use core::ops;

/// Enumeration of the axes of three-dimensional space.
///
/// X and Y are the horizontal axes along which grids are subdivided; Z is height,
/// which is the same in every grid's frame.
///
/// Points and vectors may be indexed by axis.
#[allow(clippy::exhaustive_enums)]
#[derive(Clone, Copy, Debug, Eq, Hash, PartialEq, exhaust::Exhaust)]
#[repr(u8)]
#[allow(missing_docs)]
pub enum Axis {
    X = 0,
    Y = 1,
    Z = 2,
}

impl Axis {
    /// All three axes in the standard order, [X, Y, Z].
    pub const ALL: [Self; 3] = [Self::X, Self::Y, Self::Z];

    /// Position of this axis in [`Axis::ALL`].
    #[inline]
    pub const fn index(self) -> usize {
        self as usize
    }
}

macro_rules! index_by_axis {
    ($type:ident) => {
        impl<T, U> ops::Index<Axis> for euclid::$type<T, U> {
            type Output = T;

            #[inline]
            fn index(&self, axis: Axis) -> &T {
                match axis {
                    Axis::X => &self.x,
                    Axis::Y => &self.y,
                    Axis::Z => &self.z,
                }
            }
        }

        impl<T, U> ops::IndexMut<Axis> for euclid::$type<T, U> {
            #[inline]
            fn index_mut(&mut self, axis: Axis) -> &mut T {
                match axis {
                    Axis::X => &mut self.x,
                    Axis::Y => &mut self.y,
                    Axis::Z => &mut self.z,
                }
            }
        }
    };
}
index_by_axis!(Vector3D);
index_by_axis!(Point3D);

#[cfg(test)]
mod tests {
    use super::*;
    use crate::math::{FreePoint, FreeVector};
    use exhaust::Exhaust as _;

    #[test]
    fn all_in_order() {
        assert_eq!(Axis::exhaust().collect::<Vec<_>>(), Axis::ALL.to_vec());
        for axis in Axis::ALL {
            assert_eq!(Axis::ALL[axis.index()], axis);
        }
    }

    #[test]
    fn index_euclid() {
        let mut p = FreePoint::new(1.0, 2.0, 3.0);
        p[Axis::Y] = 5.0;
        assert_eq!(p, FreePoint::new(1.0, 5.0, 3.0));
        let v = FreeVector::new(4.0, 5.0, 6.0);
        assert_eq!(Axis::ALL.map(|axis| v[axis]), [4.0, 5.0, 6.0]);
    }
}
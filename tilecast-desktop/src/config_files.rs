use std::fs::File;
use std::io::BufReader;
use std::path::{Path, PathBuf};

use anyhow::Context as _;

/// Everything that determines what frame is rendered, other than where it is written.
///
/// Each field is optional so that settings from several sources can be layered with
/// [`Settings::or()`]; missing values take the defaults documented on each field.
/// Settings files are JSON objects with these field names, for example:
///
/// ```json
/// { "renderer": "columns", "display_size": [320, 200], "seed": 42 }
/// ```
#[derive(Clone, Debug, Default, PartialEq, serde::Deserialize, serde::Serialize)]
#[serde(default, deny_unknown_fields)]
#[allow(clippy::exhaustive_structs)]
pub struct Settings {
    /// Which renderer to use. Default: [`RendererKind::Hierarchy`].
    #[serde(skip_serializing_if = "Option::is_none")]
    pub renderer: Option<RendererKind>,
    /// Image width and height in pixels. Default: 640×480.
    #[serde(skip_serializing_if = "Option::is_none")]
    pub display_size: Option<[u32; 2]>,
    /// Horizontal field of view in degrees. Default: 60.
    #[serde(skip_serializing_if = "Option::is_none")]
    pub fov: Option<f64>,
    /// Maximum ray length for the hierarchy renderer. Default: 64.
    #[serde(skip_serializing_if = "Option::is_none")]
    pub max_length: Option<f64>,
    /// Use textured materials instead of flat colors. Default: false.
    #[serde(skip_serializing_if = "Option::is_none")]
    pub textured: Option<bool>,
    /// Demo layout template, used if there is no `layout`. Default: flat.
    #[serde(skip_serializing_if = "Option::is_none")]
    pub template: Option<TemplateKind>,
    /// Demo layout seed. Default: random.
    #[serde(skip_serializing_if = "Option::is_none")]
    pub seed: Option<u64>,
    /// Text layout file to load instead of generating a demo layout.
    #[serde(skip_serializing_if = "Option::is_none")]
    pub layout: Option<PathBuf>,
    /// Viewer X and Y position. Default: 1.5, 1.5.
    #[serde(skip_serializing_if = "Option::is_none")]
    pub position: Option<[f64; 2]>,
    /// Viewer facing direction; need not be normalized. Default: +X.
    #[serde(skip_serializing_if = "Option::is_none")]
    pub direction: Option<[f64; 2]>,
}

impl Settings {
    /// Combines two sets of settings, preferring values from `self`.
    #[must_use]
    pub fn or(self, fallback: Settings) -> Settings {
        let Settings {
            renderer,
            display_size,
            fov,
            max_length,
            textured,
            template,
            seed,
            layout,
            position,
            direction,
        } = self;
        Settings {
            renderer: renderer.or(fallback.renderer),
            display_size: display_size.or(fallback.display_size),
            fov: fov.or(fallback.fov),
            max_length: max_length.or(fallback.max_length),
            textured: textured.or(fallback.textured),
            template: template.or(fallback.template),
            seed: seed.or(fallback.seed),
            layout: layout.or(fallback.layout),
            position: position.or(fallback.position),
            direction: direction.or(fallback.direction),
        }
    }
}

/// Which [`tilecast_render::Renderer`] to draw with.
#[derive(
    Clone,
    Copy,
    Debug,
    Default,
    Eq,
    Hash,
    PartialEq,
    clap::ValueEnum,
    serde::Deserialize,
    serde::Serialize,
    strum::Display,
    strum::EnumIter,
    strum::EnumString,
    strum::IntoStaticStr,
)]
#[serde(rename_all = "kebab-case")]
#[strum(serialize_all = "kebab-case")]
#[non_exhaustive]
pub enum RendererKind {
    /// One ray per pixel through nested grids.
    #[default]
    Hierarchy,
    /// One textured wall slice per column, root grid only.
    Columns,
}

/// Which demo layout to generate; corresponds to [`tilecast::content::DemoTemplate`].
#[derive(
    Clone,
    Copy,
    Debug,
    Default,
    Eq,
    Hash,
    PartialEq,
    clap::ValueEnum,
    serde::Deserialize,
    serde::Serialize,
    strum::Display,
    strum::EnumIter,
    strum::EnumString,
    strum::IntoStaticStr,
)]
#[serde(rename_all = "kebab-case")]
#[strum(serialize_all = "kebab-case")]
#[non_exhaustive]
pub enum TemplateKind {
    /// Solid and empty cells only.
    #[default]
    Flat,
    /// Some cells subdivided into smaller grids.
    Nested,
}

impl From<TemplateKind> for tilecast::content::DemoTemplate {
    fn from(value: TemplateKind) -> Self {
        match value {
            TemplateKind::Flat => Self::Flat,
            TemplateKind::Nested => Self::Nested,
        }
    }
}

/// Reads a JSON settings file. It is an error for the file to be missing.
pub fn read_settings_file(path: &Path) -> Result<Settings, anyhow::Error> {
    let file = File::open(path)
        .with_context(|| format!("failed to open settings file {}", path.display()))?;
    let settings: Settings = serde_json::from_reader(BufReader::new(file))
        .with_context(|| format!("syntax error in settings file {}", path.display()))?;
    log::debug!("Loaded settings from {}", path.display());
    Ok(settings)
}
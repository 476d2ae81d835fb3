//! Components of the `tilecast` command-line program, which renders one frame of a
//! [`tilecast`] world to a PNG file.
//!
//! This is not a general-purpose library. It exists separately from the binary target
//! so that its pieces can be tested on their own.

// Crate-specific lint settings. (General settings can be found in the workspace manifest.)
#![forbid(unsafe_code)]

use anyhow::Context as _;

use tilecast::euclid::{point3, vec2};
use tilecast::material::Palette;
use tilecast::math::ImageSize;
use tilecast::viewer::Viewer;
use tilecast_render::camera::Camera;
use tilecast_render::{ColumnRenderer, HierarchyRenderer, RenderInfo, Renderer, Rendering};

mod config_files;
pub use config_files::{RendererKind, Settings, TemplateKind, read_settings_file};
mod layout_source;
pub use layout_source::{LayoutParseError, LayoutSource, parse_layout};
pub mod logging;
mod write_png;
pub use write_png::{encode_png, write_png};

/// Image size used when none is specified.
pub const DEFAULT_DISPLAY_SIZE: [u32; 2] = [640, 480];

/// Builds the world and renderer described by `settings` and renders one frame.
pub fn render_frame(settings: &Settings) -> Result<(Rendering, RenderInfo), anyhow::Error> {
    let [x, y] = settings.position.unwrap_or([1.5, 1.5]);
    let [dx, dy] = settings.direction.unwrap_or([1.0, 0.0]);
    let viewer = Viewer::new(point3(x, y, 0.5), vec2(dx, dy)).context("invalid viewer")?;

    let palette = if settings.textured.unwrap_or(false) {
        Palette::textured_placeholder()
    } else {
        Palette::placeholder()
    };
    let source = match settings.layout {
        Some(ref path) => LayoutSource::File(path.clone()),
        None => LayoutSource::Template(
            settings.template.unwrap_or_default().into(),
            settings.seed,
        ),
    };
    let world = source.create_world(palette, viewer)?;

    let [width, height] = settings.display_size.unwrap_or(DEFAULT_DISPLAY_SIZE);
    let camera = Camera::new(
        ImageSize::new(width, height),
        settings.fov.unwrap_or(Camera::DEFAULT_FOV_DEGREES),
    )
    .context("invalid camera settings")?;

    let renderer: Box<dyn Renderer> = match settings.renderer.unwrap_or_default() {
        RendererKind::Hierarchy => {
            let mut renderer = HierarchyRenderer::new(camera);
            if let Some(max_length) = settings.max_length {
                renderer = renderer
                    .with_max_length(max_length)
                    .context("invalid renderer settings")?;
            }
            Box::new(renderer)
        }
        RendererKind::Columns => Box::new(ColumnRenderer::new(camera)),
    };
    Ok(renderer.render(&world))
}
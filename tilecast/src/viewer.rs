//! The point of view from which a world is seen.

use euclid::{Angle, Rotation2D, vec3};

use crate::math::{FreeCoordinate, FreePoint, FreeVector, FreeVector2, Tile};

/// A position and horizontal facing direction.
///
/// The viewer is read by cameras each frame and changed only by [`Viewer::step()`].
/// There is no collision detection; a viewer may stand inside a wall.
#[derive(Clone, Copy, Debug, PartialEq)]
pub struct Viewer {
    position: FreePoint,
    /// Always of unit length.
    direction: FreeVector2,
}

impl Viewer {
    /// Forward movement speed in world units per second.
    pub const MOVE_SPEED: FreeCoordinate = 5.0;
    /// Turning speed in radians per second.
    pub const TURN_SPEED: FreeCoordinate = 3.0;

    /// Constructs a viewer, normalizing `direction`.
    pub fn new(position: FreePoint, direction: FreeVector2) -> Result<Self, ViewerError> {
        if !(position.x.is_finite() && position.y.is_finite() && position.z.is_finite()) {
            return Err(ViewerError::Position(position));
        }
        let normalized = direction
            .try_normalize()
            .filter(|v| v.x.is_finite() && v.y.is_finite())
            .ok_or(ViewerError::Direction(direction))?;
        Ok(Self {
            position,
            direction: normalized,
        })
    }

    /// A viewer at eye height 0.5 at the given horizontal position, facing +X.
    pub fn standing_at(x: FreeCoordinate, y: FreeCoordinate) -> Self {
        Self {
            position: FreePoint::new(x, y, 0.5),
            direction: FreeVector2::new(1.0, 0.0),
        }
    }

    /// Position in world units.
    #[inline]
    pub fn position(&self) -> FreePoint {
        self.position
    }

    /// Horizontal facing direction, of unit length.
    #[inline]
    pub fn direction(&self) -> FreeVector2 {
        self.direction
    }

    /// The facing direction as a level 3D vector.
    #[inline]
    pub fn look_direction(&self) -> FreeVector {
        vec3(self.direction.x, self.direction.y, 0.0)
    }

    /// Moves and turns according to `input` held for `dt` seconds.
    ///
    /// Movement along the facing direction happens before turning.
    pub fn step(&mut self, dt: FreeCoordinate, input: MovementInput) {
        let move_step = -input.y * Self::MOVE_SPEED * dt;
        self.position += vec3(
            move_step * self.direction.x,
            move_step * self.direction.y,
            0.0,
        );

        let rotation = Rotation2D::<FreeCoordinate, Tile, Tile>::new(Angle::radians(
            input.x * Self::TURN_SPEED * dt,
        ));
        let turned = rotation.transform_vector(self.direction);
        // Renormalize so that rounding errors do not accumulate.
        if let Some(turned) = turned.try_normalize() {
            self.direction = turned;
        }
    }
}

impl Default for Viewer {
    /// Standing at (1.5, 1.5), which is just inside the corner of a world with a border,
    /// and facing +X.
    fn default() -> Self {
        Self::standing_at(1.5, 1.5)
    }
}

/// Abstract directional input, such as from arrow keys or a joystick.
///
/// Each component is nominally in the range -1 to 1.
#[derive(Clone, Copy, Debug, Default, PartialEq)]
#[allow(clippy::exhaustive_structs)]
pub struct MovementInput {
    /// Turning; positive turns from +X toward +Y, which is to the right on screen.
    pub x: FreeCoordinate,
    /// Walking; negative is forward.
    pub y: FreeCoordinate,
}

impl MovementInput {
    /// Walk forward at full speed.
    pub const FORWARD: Self = Self { x: 0.0, y: -1.0 };
    /// Walk backward at full speed.
    pub const BACKWARD: Self = Self { x: 0.0, y: 1.0 };
    /// Turn right at full speed.
    pub const TURN_RIGHT: Self = Self { x: 1.0, y: 0.0 };
    /// Turn left at full speed.
    pub const TURN_LEFT: Self = Self { x: -1.0, y: 0.0 };
}

/// Error from [`Viewer::new()`].
#[derive(Clone, Copy, Debug, PartialEq, thiserror::Error)]
#[non_exhaustive]
pub enum ViewerError {
    /// Positions must be finite.
    #[error("viewer position {0:?} is not finite")]
    Position(FreePoint),
    /// Directions must have a nonzero, finite length.
    #[error("viewer direction {0:?} cannot be normalized")]
    Direction(FreeVector2),
}
//! Conversions between the coordinate frames of the grid hierarchy.
//!
//! There are two kinds of frame:
//!
//! * A *grid frame*, in which X and Y range over `[0, side)` and each cell of the grid
//!   is one unit wide.
//! * A *cell frame*, which is the unit square of a single cell.
//!
//! Z is the same in every frame. All functions here are pure, and each pair of
//! `to_*`/`from_*`-style functions are inverses of each other up to rounding error.

use crate::math::{Axis, FreeCoordinate, FreePoint, FreeVector, GridPoint};

/// Distance from a cell boundary within which a position is considered to be on it.
pub const EPSILON: FreeCoordinate = 1e-6;

/// Converts a position in the frame of the cell at `offset` to the frame of the grid
/// containing that cell.
#[inline]
pub fn to_parent_frame(local: FreePoint, offset: GridPoint) -> FreePoint {
    FreePoint::new(
        local.x + FreeCoordinate::from(offset.x),
        local.y + FreeCoordinate::from(offset.y),
        local.z,
    )
}

/// Converts a position in a grid's frame to the frame of its cell at `offset`.
///
/// Inverse of [`to_parent_frame()`].
#[inline]
pub fn to_child_frame(parent: FreePoint, offset: GridPoint) -> FreePoint {
    FreePoint::new(
        parent.x - FreeCoordinate::from(offset.x),
        parent.y - FreeCoordinate::from(offset.y),
        parent.z,
    )
}

/// Converts a position in the frame of a cell which contains a nested grid of side
/// length `side` to that nested grid's frame.
#[inline]
pub fn enter_grid(local: FreePoint, side: FreeCoordinate) -> FreePoint {
    FreePoint::new(local.x * side, local.y * side, local.z)
}

/// Converts a position in a nested grid's frame to the frame of the cell containing
/// it, which is at `offset` in its parent, and then to the parent grid's frame.
///
/// Inverse of [`enter_grid()`] followed by [`to_child_frame()`].
#[inline]
pub fn leave_grid(position: FreePoint, side: FreeCoordinate, offset: GridPoint) -> FreePoint {
    to_parent_frame(
        FreePoint::new(position.x / side, position.y / side, position.z),
        offset,
    )
}

/// Moves X and Y off of cell boundaries, in the direction the ray is traveling.
///
/// Each horizontal coordinate which is within [`EPSILON`] of an integer has
/// `EPSILON` added to it, with the sign of the corresponding direction component;
/// a zero component counts as negative. Z is not changed, so that the floor and
/// ceiling planes are reached exactly.
#[inline]
pub fn nudge(position: FreePoint, direction: FreeVector) -> FreePoint {
    fn nudge_1(coordinate: FreeCoordinate, direction: FreeCoordinate) -> FreeCoordinate {
        if (coordinate - coordinate.round()).abs() < EPSILON {
            if direction > 0.0 {
                coordinate + EPSILON
            } else {
                coordinate - EPSILON
            }
        } else {
            coordinate
        }
    }
    FreePoint::new(
        nudge_1(position.x, direction.x),
        nudge_1(position.y, direction.y),
        position.z,
    )
}

/// Where a ray leaves the unit cube of a cell.
#[derive(Clone, Copy, Debug, PartialEq)]
#[allow(clippy::exhaustive_structs)]
pub struct Exit {
    /// Ray parameter at which the exit happens; always nonnegative.
    pub distance: FreeCoordinate,
    /// Face through which the ray leaves.
    /// [`None`] if the ray is not moving, in which case `distance` is infinite.
    pub axis: Option<Axis>,
    /// Exit point in the cell's frame. The coordinate on `axis` is exactly 0 or 1.
    pub point: FreePoint,
}

/// Finds where a ray starting at `local` in a cell's frame leaves the cell's unit cube.
///
/// `step` is the change in the cell's frame per unit of ray parameter. For each axis,
/// the distance to the face the ray is heading toward is computed (infinite if that
/// component is zero), and the nearest face wins. Ties prefer X, then Y, then Z.
pub fn exit_cell(local: FreePoint, step: FreeVector) -> Exit {
    let mut distance = FreeCoordinate::INFINITY;
    let mut exit_axis = None;
    let mut target = 0.0;
    for axis in Axis::ALL {
        let (face, axis_distance) = if step[axis] > 0.0 {
            (1.0, (1.0 - local[axis]) / step[axis])
        } else if step[axis] < 0.0 {
            (0.0, (0.0 - local[axis]) / step[axis])
        } else {
            continue;
        };
        // A position slightly outside the cube (within rounding) must not produce a
        // negative distance.
        let axis_distance = axis_distance.max(0.0);
        if axis_distance < distance {
            distance = axis_distance;
            exit_axis = Some(axis);
            target = face;
        }
    }

    let point = match exit_axis {
        Some(axis) => {
            let mut point = local + step * distance;
            point[axis] = target;
            point
        }
        None => local,
    };
    Exit {
        distance,
        axis: exit_axis,
        point,
    }
}

#[cfg(test)]
mod tests {
    use super::*;
    use euclid::{point2, vec3};
    use pretty_assertions::assert_eq;
    use rstest::rstest;

    fn assert_close(a: FreePoint, b: FreePoint) {
        assert!(
            (a - b).length() < 1e-9,
            "{a:?} is not close to {b:?}"
        );
    }

    #[test]
    fn parent_frame_adds_offset_only_horizontally() {
        assert_eq!(
            to_parent_frame(FreePoint::new(0.25, 0.5, 0.75), point2(3, 5)),
            FreePoint::new(3.25, 5.5, 0.75)
        );
    }

    #[rstest]
    fn parent_child_round_trip(
        #[values(FreePoint::new(0.0, 0.0, 0.5), FreePoint::new(0.999, 0.001, 0.1), FreePoint::new(0.3, 0.7, 0.9))]
        local: FreePoint,
        #[values(point2(0, 0), point2(7, 2), point2(15, 15))] offset: GridPoint,
    ) {
        assert_close(to_child_frame(to_parent_frame(local, offset), offset), local);
    }

    #[test]
    fn enter_then_leave_round_trip() {
        let local = FreePoint::new(0.3, 0.9, 0.4);
        let offset = point2(2, 6);
        let inside = enter_grid(local, 4.0);
        assert_close(inside, FreePoint::new(1.2, 3.6, 0.4));
        assert_close(leave_grid(inside, 4.0, offset), to_parent_frame(local, offset));
    }

    #[rstest]
    #[case::positive(vec3(1.0, 0.0, 0.0), 2.0 + EPSILON)]
    #[case::negative(vec3(-1.0, 0.0, 0.0), 2.0 - EPSILON)]
    #[case::zero_goes_negative(vec3(0.0, 1.0, 0.0), 2.0 - EPSILON)]
    fn nudge_on_boundary(#[case] direction: FreeVector, #[case] expected_x: FreeCoordinate) {
        let nudged = nudge(FreePoint::new(2.0, 0.5, 0.0), direction);
        assert_eq!(nudged.x, expected_x);
        assert_eq!(nudged.y, 0.5);
        assert_eq!(nudged.z, 0.0, "Z is exempt");
    }

    #[test]
    fn nudge_off_boundary_is_identity() {
        let p = FreePoint::new(2.5, 0.01, 1.0);
        assert_eq!(nudge(p, vec3(1.0, 1.0, 1.0)), p);
    }

    #[test]
    fn exit_nearest_face() {
        let exit = exit_cell(FreePoint::new(0.5, 0.75, 0.5), vec3(0.0, 1.0, 0.0));
        assert_eq!(exit.axis, Some(Axis::Y));
        assert_eq!(exit.distance, 0.25);
        assert_eq!(exit.point, FreePoint::new(0.5, 1.0, 0.5));

        let exit = exit_cell(FreePoint::new(0.5, 0.5, 0.5), vec3(-2.0, 1.0, 0.25));
        assert_eq!(exit.axis, Some(Axis::X));
        assert_eq!(exit.distance, 0.25);
        assert_close(exit.point, FreePoint::new(0.0, 0.75, 0.5625));
    }

    #[test]
    fn exit_through_floor() {
        let exit = exit_cell(FreePoint::new(0.5, 0.5, 0.5), vec3(0.1, 0.0, 1.0));
        assert_eq!(exit.axis, Some(Axis::Z));
        assert_eq!(exit.distance, 0.5);
        assert_eq!(exit.point.z, 1.0);
    }

    #[test]
    fn exit_without_motion() {
        let exit = exit_cell(FreePoint::new(0.5, 0.5, 0.5), FreeVector::zero());
        assert_eq!(exit.axis, None);
        assert_eq!(exit.distance, f64::INFINITY);
    }

    #[test]
    fn exit_distance_never_negative() {
        let exit = exit_cell(FreePoint::new(1.0 + 1e-12, 0.5, 0.5), vec3(1.0, 0.0, 0.0));
        assert_eq!(exit.distance, 0.0);
        assert_eq!(exit.point.x, 1.0);
    }
}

# [Directions for this task]
Each line in the listing above that includes "happens" is to be copied.

# [Output of the task]
    /// Movement along the facing direction happens before turning.
    /// Ray parameter at which the exit happens; always nonnegative.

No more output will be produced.